8. So the conclusion is that the @resource_name of the input is based on your controller class namespace, not just your devise resource name.
Therefore, please make sure your resource name is correct when you pass parameters into Devise controller.
	Problem:
	(byebug) devise_parameter_sanitizer.sanitize(:sign_up)
	{}


	Investigation:
	1. We post the data to the backend in this format
	```
	$ curl -X POST -H "Content-Type: application/json" --data "{\"user\": {\"email\":\"abc@abc.com\", \"password\": \"1234567890\", \"password_confirmation\": \"1234567890\"}}" localhost:3000/api/v1/users
	```

	2. From the rails log, we can see that the parameters are going in as expected
	```
	Processing by Api::V1::RegistrationsController#create as JSON
	Parameters: {"user"=>{"email"=>"abc@abc.com", "password"=>"[FILTERED]", "password_confirmation"=>"[FILTERED]"}}
	```

	3. Place byebug before the sanitizer starts
	```
	def sign_up_params
	byebug
	params = devise_parameter_sanitizer.sanitize(:sign_up)
	params
	end
	```

	4. Inspect the devise_parameter_sanitizer, by stepping in
	```
	(byebug) step

	[152, 161] in ...gems/devise-83213569dd77/lib/devise/controllers/helpers.rb
	152:
	153: # Set up a param sanitizer to filter parameters using strong_parameters.

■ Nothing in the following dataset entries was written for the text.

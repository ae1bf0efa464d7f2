use crate::data::DataError;
use serde::{Deserialize, Serialize};
use std::fmt;
use std::str::FromStr;

pub const MOVE_TAG: &str = "Move: ";
pub const SWITCH_TAG: &str = "Switch: ";
pub const STRUGGLE: &str = "Struggle";

/// A chosen action. Crosses the boundary as `"Move: <name>"` or `"Switch: <target>"`.
#[derive(Clone, Debug, Eq, PartialEq, Hash, Ord, PartialOrd, Deserialize, Serialize)]
#[serde(try_from = "String", into = "String")]
pub enum Decision {
    UseMove(String),
    Switch(String),
}

impl Decision {
    pub fn use_move(name: impl Into<String>) -> Self {
        Decision::UseMove(name.into())
    }

    pub fn switch(target: impl Into<String>) -> Self {
        Decision::Switch(target.into())
    }

    pub fn struggle() -> Self {
        Decision::UseMove(STRUGGLE.to_string())
    }

    pub fn is_switch(&self) -> bool {
        matches!(self, Decision::Switch(_))
    }

    pub fn move_name(&self) -> Option<&str> {
        match self {
            Decision::UseMove(name) => Some(name),
            Decision::Switch(_) => None,
        }
    }
}

impl fmt::Display for Decision {
    fn fmt(&self, f: &mut fmt::Formatter<'_>) -> fmt::Result {
        match self {
            Decision::UseMove(name) => write!(f, "{MOVE_TAG}{name}"),
            Decision::Switch(target) => write!(f, "{SWITCH_TAG}{target}"),
        }
    }
}

impl FromStr for Decision {
    type Err = DataError;

    fn from_str(text: &str) -> Result<Self, Self::Err> {
        let text = text.trim();
        if let Some(name) = text.strip_prefix(MOVE_TAG) {
            return Ok(Decision::UseMove(name.trim().to_string()));
        }
        if let Some(target) = text.strip_prefix(SWITCH_TAG) {
            return Ok(Decision::Switch(target.trim().to_string()));
        }
        Err(DataError::Decision(text.to_string()))
    }
}

impl TryFrom<String> for Decision {
    type Error = DataError;

    fn try_from(value: String) -> Result<Self, Self::Error> {
        value.parse()
    }
}

impl From<Decision> for String {
    fn from(value: Decision) -> Self {
        value.to_string()
    }
}
//! Modifier resolution shared by the engine and the scoring model.
//!
//! Every "does this ability/item apply right now" decision goes through
//! [`modifier::condition_applies`]. The other modules build on it: effective
//! stats, boosts, accuracy and the residual passes that bracket each turn.

pub mod accuracy;
pub mod ailment;
pub mod boosts;
pub mod modifier;
pub mod residual;
pub mod stat;

pub use accuracy::{check_accuracy, hit_chance};
pub use ailment::{inflict_status, status_blocked, StatusAttempt};
pub use boosts::{apply_boosts, BoostOutcome, BoostSource};
pub use modifier::{
    condition_applies, field_damage_modifier, hook_value, modifier, ConditionContext, MoveContext, Role,
};
pub use residual::{end_of_turn, start_of_turn, trigger_pinch_item};
pub use stat::{effective_speed, effective_stat};

use crate::data::effects::EffectData;
use crate::data::types::Type;
use crate::data::{empty_effect, RuleData};
use crate::sim::combatant::{Combatant, Volatile};
use crate::sim::field::Field;

/// The combatant's ability record, neutral while suppressed.
pub fn ability_of<'r>(mon: &Combatant, rules: &'r RuleData) -> &'r EffectData {
    if mon.ability_suppressed {
        return empty_effect();
    }
    rules.ability(&mon.ability)
}

/// The held item record, neutral when consumed or disabled by the ability.
pub fn item_of<'r>(mon: &Combatant, rules: &'r RuleData) -> &'r EffectData {
    if ability_of(mon, rules).disables_items {
        return empty_effect();
    }
    match mon.held_item() {
        Some(item) => rules.item(item),
        None => empty_effect(),
    }
}

/// Ability then item, the order every pipeline step visits them in.
pub fn effects_of<'r>(mon: &Combatant, rules: &'r RuleData) -> [&'r EffectData; 2] {
    [ability_of(mon, rules), item_of(mon, rules)]
}

pub fn is_grounded(mon: &Combatant, field: &Field, rules: &RuleData) -> bool {
    if field.gravity_active() || mon.has_volatile(Volatile::Ingrain) {
        return true;
    }
    if mon.has_type(Type::Flying) || mon.has_volatile(Volatile::MagnetRise) {
        return false;
    }
    !effects_of(mon, rules)
        .iter()
        .any(|effect| effect.type_immunities.contains(&Type::Ground))
}

/// Weather negation follows whichever actives are on the field.
pub fn refresh_weather_suppression(field: &mut Field, actives: [&Combatant; 2], rules: &RuleData) {
    field.weather_suppressed = actives
        .iter()
        .any(|mon| !mon.is_fainted() && ability_of(mon, rules).suppresses_weather);
}

#[cfg(test)]
pub(crate) mod test_support {
    use crate::data::types::Type;
    use crate::sim::combatant::Combatant;
    use crate::sim::stats::StatBlock;

    pub fn make_mon(types: Vec<Type>) -> Combatant {
        Combatant::new("Testmon", 50, types, StatBlock::new(160, 100, 100, 100, 100, 100))
            .with_moves(["Tackle"])
    }
}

See
	154: # lib/devise/parameter_sanitizer.rb for more info. Override this
	155: # method in your application controller to use your own parameter sanitizer.
	156: def devise_parameter_sanitizer
	=> 157: @devise_parameter_sanitizer \|\|= Devise::ParameterSanitizer.new(resource_class, resource_name, params)
	158: end
	159:
	160: # Tell warden that params authentication is allowed for that specific page.
	161: def allow_params_authentication!
	```

	5. Step though until you see:
	```
	[69, 78] in ...gems/devise-83213569dd77/lib/devise/parameter_sanitizer.rb
	69: permissions = @permitted[action]
	70:
	71: if permissions.respond_to?(:call)
	72: cast_to_hash permissions.call(default_params)
	73: elsif permissions.present?
	=> 74: cast_to_hash permit_keys(default_params, permissions)
	75: else
	76: unknown_action!(action)
	77: end
	78: end
	```

	6. Inspect
	```
	(byebug) permit_keys(default_params, permissions)
	<ActionController::Parameters {} permitted: true>
	```

	7. Step in and see why it is returning { }
	```
	[131, 140] in .../gems/devise-83213569dd77/lib/devise/parameter_sanitizer.rb
	131: # TODO: Remove the `with_indifferent_access` method call when we only support Rails 5+.
	132: params && params.to_h.with_indifferent_access
	133: end
	134:
	135: def default_params
	=> 136: @params.fetch(@resource_name, {})
	137: end
	138:
	139: def permit_keys(parameters, keys)
	140: parameters.permit(*keys)
	(byebug) n

	[135, 144] in ...gems/devise-83213569dd77/lib/devise/parameter_sanitizer.rb
	135: def default_params
	136: @params.fetch(@resource_name, {})
	137: end
	138:
	139: def permit_keys(parameters, keys)
	=> 140: parameters.permit(*keys)
	141: end
	142:
	143: def extract_auth_keys(klass)
	144: auth_keys = klass.authentication_keys
	(byebug) keys
	[:email, :password, :password_confirmation]
	(byebug) parameters
	<ActionController::Parameters {} permitted: false>
	(byebug) default_params
	<ActionController::Parameters {} permitted: false>
	(byebug) @resource_name
	:api_v1_user
	```

	8. So the conclusion is that the @resource_name of the input is based on your controller class namespace, not just your devise resource name.
	Therefore, please make sure your resource name is correct when you pass parameters into Devise controller.